Work task - Return the data in full, exactly as it was written.

Entries shown -
use crate::board::{Notice, NoticeLevel, Notifier, TaskBoard};
use crate::model::{Task, TaskId, TaskType};
use crate::storage::{default_store_path, FileStore, MemoryStore};
use crate::ui;
use anyhow::{bail, Context, Result};
use std::io::{self, BufRead, Write};
use std::path::PathBuf;

/// Prints successes and warnings. Errors travel back to `main` instead.
#[derive(Debug, Default)]
pub struct ConsoleNotifier;

impl Notifier for ConsoleNotifier {
    fn notify(&mut self, notice: Notice) {
        match notice.level {
            NoticeLevel::Success => println!("{}", notice.message),
            NoticeLevel::Warning => eprintln!("warning: {}", notice.message),
            NoticeLevel::Error => {}
        }
    }
}

type CliBoard = TaskBoard<FileStore, ConsoleNotifier>;

pub fn list(store: Option<PathBuf>, category: Option<String>) -> Result<()> {
    let board = open_board(store)?;
    if let Some(ref filter) = category {
        if !board.state().has_category(filter) {
            bail!("category not found: {}", filter);
        }
    }
    if board.categories().is_empty() {
        println!("No categories yet. Add one with `taskboard category add <NAME>`.");
        return Ok(());
    }
    for (name, tasks) in board.state().grouped() {
        if let Some(ref filter) = category {
            if name != filter {
                continue;
            }
        }
        println!("{}", name);
        if tasks.is_empty() {
            println!("  (empty)");
        }
        for task in tasks {
            print_task(task);
        }
        println!();
    }
    Ok(())
}

pub fn add(store: Option<PathBuf>, text: String, category: String, kind: TaskType) -> Result<()> {
    let mut board = open_board(store)?;
    board.drafts.task_text = text;
    board.drafts.category = category;
    board.drafts.kind = kind;
    let id = board.add_task()?.context("adding task")?;
    println!("  id {}", id);
    Ok(())
}

pub fn remove(store: Option<PathBuf>, id: TaskId) -> Result<()> {
    let mut board = open_board(store)?;
    board.remove_task(id)
}

pub fn move_task(store: Option<PathBuf>, id: TaskId, category: String) -> Result<()> {
    let mut board = open_board(store)?;
    let payload = board.start_drag(id);
    board
        .drop_on(payload, &category)?
        .with_context(|| format!("moving task {} to {}", id, category))?;
    Ok(())
}

pub fn add_category(store: Option<PathBuf>, name: String) -> Result<()> {
    let mut board = open_board(store)?;
    board.drafts.new_category = name;
    board.add_category()?;
    Ok(())
}

pub fn remove_category(store: Option<PathBuf>, name: String, yes: bool) -> Result<()> {
    let mut board = open_board(store)?;
    if !board.state().has_category(&name) {
        bail!("category not found: {}", name);
    }
    let pending = board.request_category_removal(&name);
    let confirmed = yes || prompt_yes_no(&format!("Remove category {:?}?", name))?;
    let removed = board.resolve_removal(pending, confirmed)?;
    if confirmed {
        println!("  {} task(s) removed with it", removed);
    } else {
        println!("Kept category {:?}", name);
    }
    Ok(())
}

pub fn tui(store: Option<PathBuf>, ephemeral: bool) -> Result<()> {
    if ephemeral {
        return ui::run(MemoryStore::new(), "in-memory".to_string());
    }
    let path = resolve_store_path(store)?;
    let store = FileStore::open(&path)?;
    let source = store.path().display().to_string();
    ui::run(store, source)
}

fn open_board(store: Option<PathBuf>) -> Result<CliBoard> {
    let path = resolve_store_path(store)?;
    TaskBoard::load(FileStore::open(path)?, ConsoleNotifier)
}

fn resolve_store_path(store: Option<PathBuf>) -> Result<PathBuf> {
    match store {
        Some(path) => Ok(path),
        None => default_store_path(),
    }
}

fn prompt_yes_no(question: &str) -> Result<bool> {
    let mut stdout = io::stdout();
    write!(stdout, "{} [y/N] ", question)?;
    stdout.flush()?;
    let mut answer = String::new();
    io::stdin()
        .lock()
        .read_line(&mut answer)
        .context("reading confirmation")?;
    Ok(is_yes(&answer))
}

fn is_yes(answer: &str) -> bool {
    matches!(answer.trim().to_ascii_lowercase().as_str(), "y" | "yes")
}

fn print_task(task: &Task) {
    println!("  - {}: {}", task.id, task.text);
    println!("    {} - {}", task.category, task.kind);
}

#[cfg(test)]
mod tests {
    use super::*;

    fn store_in(dir: &tempfile::TempDir) -> Option<PathBuf> {
        Some(dir.path().join("store.yml"))
    }

    #[test]
    fn is_yes_accepts_only_affirmative_answers() {
        assert!(is_yes("y\n"));
        assert!(is_yes(" YES "));
        assert!(!is_yes(""));
        assert!(!is_yes("nope"));
    }

    #[test]
    fn commands_share_state_through_the_store_file() {
        let dir = tempfile::tempdir().unwrap();
        add_category(store_in(&dir), "home".into()).unwrap();
        add_category(store_in(&dir), "work".into()).unwrap();
        add(store_in(&dir), "buy milk".into(), "home".into(), TaskType::OneOff).unwrap();

        let board = open_board(store_in(&dir)).unwrap();
        let id = board.tasks()[0].id;
        move_task(store_in(&dir), id, "work".into()).unwrap();
        assert_eq!(open_board(store_in(&dir)).unwrap().tasks()[0].category, "work");

        remove_category(store_in(&dir), "work".into(), true).unwrap();
        let board = open_board(store_in(&dir)).unwrap();
        assert!(board.tasks().is_empty());
        assert_eq!(board.categories(), ["home"]);
    }

    #[test]
    fn add_into_unknown_category_fails() {
        let dir = tempfile::tempdir().unwrap();
        let err = add(store_in(&dir), "x".into(), "nowhere".into(), TaskType::OneOff).unwrap_err();
        assert!(format!("{err:#}").contains("category not found"));
        assert!(open_board(store_in(&dir)).unwrap().tasks().is_empty());
    }

    #[test]
    fn duplicate_category_add_succeeds_without_changes() {
        let dir = tempfile::tempdir().unwrap();
        add_category(store_in(&dir), "home".into()).unwrap();
        add_category(store_in(&dir), "home".into()).unwrap();
        add_category(store_in(&dir), "  ".into()).unwrap();
        assert_eq!(open_board(store_in(&dir)).unwrap().categories(), ["home"]);
    }

    #[test]
    fn removing_unknown_category_fails_before_prompting() {
        let dir = tempfile::tempdir().unwrap();
        assert!(remove_category(store_in(&dir), "ghost".into(), false).is_err());
    }
}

Written solution -
use crate::board::{Notice, NoticeLevel, Notifier, TaskBoard};
use crate::model::{Task, TaskId, TaskType};
use crate::storage::{default_store_path, FileStore, MemoryStore};
use crate::ui;
use anyhow::{bail, Context, Result};
use std::io::{self, BufRead, Write};
use std::path::PathBuf;

/// Prints successes and warnings. Errors travel back to `main` instead.
#[derive(Debug, Default)]
pub struct ConsoleNotifier;

impl Notifier for ConsoleNotifier {
    fn notify(&mut self, notice: Notice) {
        match notice.level {
            NoticeLevel::Success => println!("{}", notice.message),
            NoticeLevel::Warning => eprintln!("warning: {}", notice.message),
            NoticeLevel::Error => {}
        }
    }
}

type CliBoard = TaskBoard<FileStore, ConsoleNotifier>;

pub fn list(store: Option<PathBuf>, category: Option<String>) -> Result<()> {
    let board = open_board(store)?;
    if let Some(ref filter) = category {
        if !board.state().has_category(filter) {
            bail!("category not found: {}", filter);
        }
    }
    if board.categories().is_empty() {
        println!("No categories yet. Add one with `taskboard category add <NAME>`.");
        return Ok(());
    }
    for (name, tasks) in board.state().grouped() {
        if let Some(ref filter) = category {
            if name != filter {
                continue;
            }
        }
        println!("{}", name);
        if tasks.is_empty() {
            println!("  (empty)");
        }
        for task in tasks {
            print_task(task);
        }
        println!();
    }
    Ok(())
}

pub fn add(store: Option<PathBuf>, text: String, category: String, kind: TaskType) -> Result<()> {
    let mut board = open_board(store)?;
    board.drafts.task_text = text;
    board.drafts.category = category;
    board.drafts.kind = kind;
    let id = board.add_task()?.context("adding task")?;
    println!("  id {}", id);
    Ok(())
}

pub fn remove(store: Option<PathBuf>, id: TaskId) -> Result<()> {
    let mut board = open_board(store)?;
    board.remove_task(id)
}

pub fn move_task(store: Option<PathBuf>, id: TaskId, category: String) -> Result<()> {
    let mut board = open_board(store)?;
    let payload = board.start_drag(id);
    board
        .drop_on(payload, &category)?
        .with_context(|| format!("moving task {} to {}", id, category))?;
    Ok(())
}

pub fn add_category(store: Option<PathBuf>, name: String) -> Result<()> {
    let mut board = open_board(store)?;
    board.drafts.new_category = name;
    board.add_category()?;
    Ok(())
}

pub fn remove_category(store: Option<PathBuf>, name: String, yes: bool) -> Result<()> {
    let mut board = open_board(store)?;
    if !board.state().has_category(&name) {
        bail!("category not found: {}", name);
    }
    let pending = board.request_category_removal(&name);
    let confirmed = yes || prompt_yes_no(&format!("Remove category {:?}?", name))?;
    let removed = board.resolve_removal(pending, confirmed)?;
    if confirmed {
        println!("  {} task(s) removed with it", removed);
    } else {
        println!("Kept category {:?}", name);
    }
    Ok(())
}

pub fn tui(store: Option<PathBuf>, ephemeral: bool) -> Result<()> {
    if ephemeral {
        return ui::run(MemoryStore::new(), "in-memory".to_string());
    }
    let path = resolve_store_path(store)?;
    let store = FileStore::open(&path)?;
    let source = store.path().display().to_string();
    ui::run(store, source)
}

fn open_board(store: Option<PathBuf>) -> Result<CliBoard> {
    let path = resolve_store_path(store)?;
    TaskBoard::load(FileStore::open(path)?, ConsoleNotifier)
}

fn resolve_store_path(store: Option<PathBuf>) -> Result<PathBuf> {
    match store {
        Some(path) => Ok(path),
        None => default_store_path(),
    }
}

fn prompt_yes_no(question: &str) -> Result<bool> {
    let mut stdout = io::stdout();
    write!(stdout, "{} [y/N] ", question)?;
    stdout.flush()?;
    let mut answer = String::new();
    io::stdin()
        .lock()
        .read_line(&mut answer)
        .context("reading confirmation")?;
    Ok(is_yes(&answer))
}

fn is_yes(answer: &str) -> bool {
    matches!(answer.trim().to_ascii_lowercase().as_str(), "y" | "yes")
}

fn print_task(task: &Task) {
    println!("  - {}: {}", task.id, task.text);
    println!("    {} - {}", task.category, task.kind);
}

#[cfg(test)]
mod tests {
    use super::*;

    fn store_in(dir: &tempfile::TempDir) -> Option<PathBuf> {
        Some(dir.path().join("store.yml"))
    }

    #[test]
    fn is_yes_accepts_only_affirmative_answers() {
        assert!(is_yes("y\n"));
        assert!(is_yes(" YES "));
        assert!(!is_yes(""));
        assert!(!is_yes("nope"));
    }

    #[test]
    fn commands_share_state_through_the_store_file() {
        let dir = tempfile::tempdir().unwrap();
        add_category(store_in(&dir), "home".into()).unwrap();
        add_category(store_in(&dir), "work".into()).unwrap();
        add(store_in(&dir), "buy milk".into(), "home".into(), TaskType::OneOff).unwrap();

        let board = open_board(store_in(&dir)).unwrap();
        let id = board.tasks()[0].id;
        move_task(store_in(&dir), id, "work".into()).unwrap();
        assert_eq!(open_board(store_in(&dir)).unwrap().tasks()[0].category, "work");

        remove_category(store_in(&dir), "work".into(), true).unwrap();
        let board = open_board(store_in(&dir)).unwrap();
        assert!(board.tasks().is_empty());
        assert_eq!(board.categories(), ["home"]);
    }

    #[test]
    fn add_into_unknown_category_fails() {
        let dir = tempfile::tempdir().unwrap();
        let err = add(store_in(&dir), "x".into(), "nowhere".into(), TaskType::OneOff).unwrap_err();
        assert!(format!("{err:#}").contains("category not found"));
        assert!(open_board(store_in(&dir)).unwrap().tasks().is_empty());
    }

    #[test]
    fn duplicate_category_add_succeeds_without_changes() {
        let dir = tempfile::tempdir().unwrap();
        add_category(store_in(&dir), "home".into()).unwrap();
        add_category(store_in(&dir), "home".into()).unwrap();
        add_category(store_in(&dir), "  ".into()).unwrap();
        assert_eq!(open_board(store_in(&dir)).unwrap().categories(), ["home"]);
    }

    #[test]
    fn removing_unknown_category_fails_before_prompting() {
        let dir = tempfile::tempdir().unwrap();
        assert!(remove_category(store_in(&dir), "ghost".into(), false).is_err());
    }
}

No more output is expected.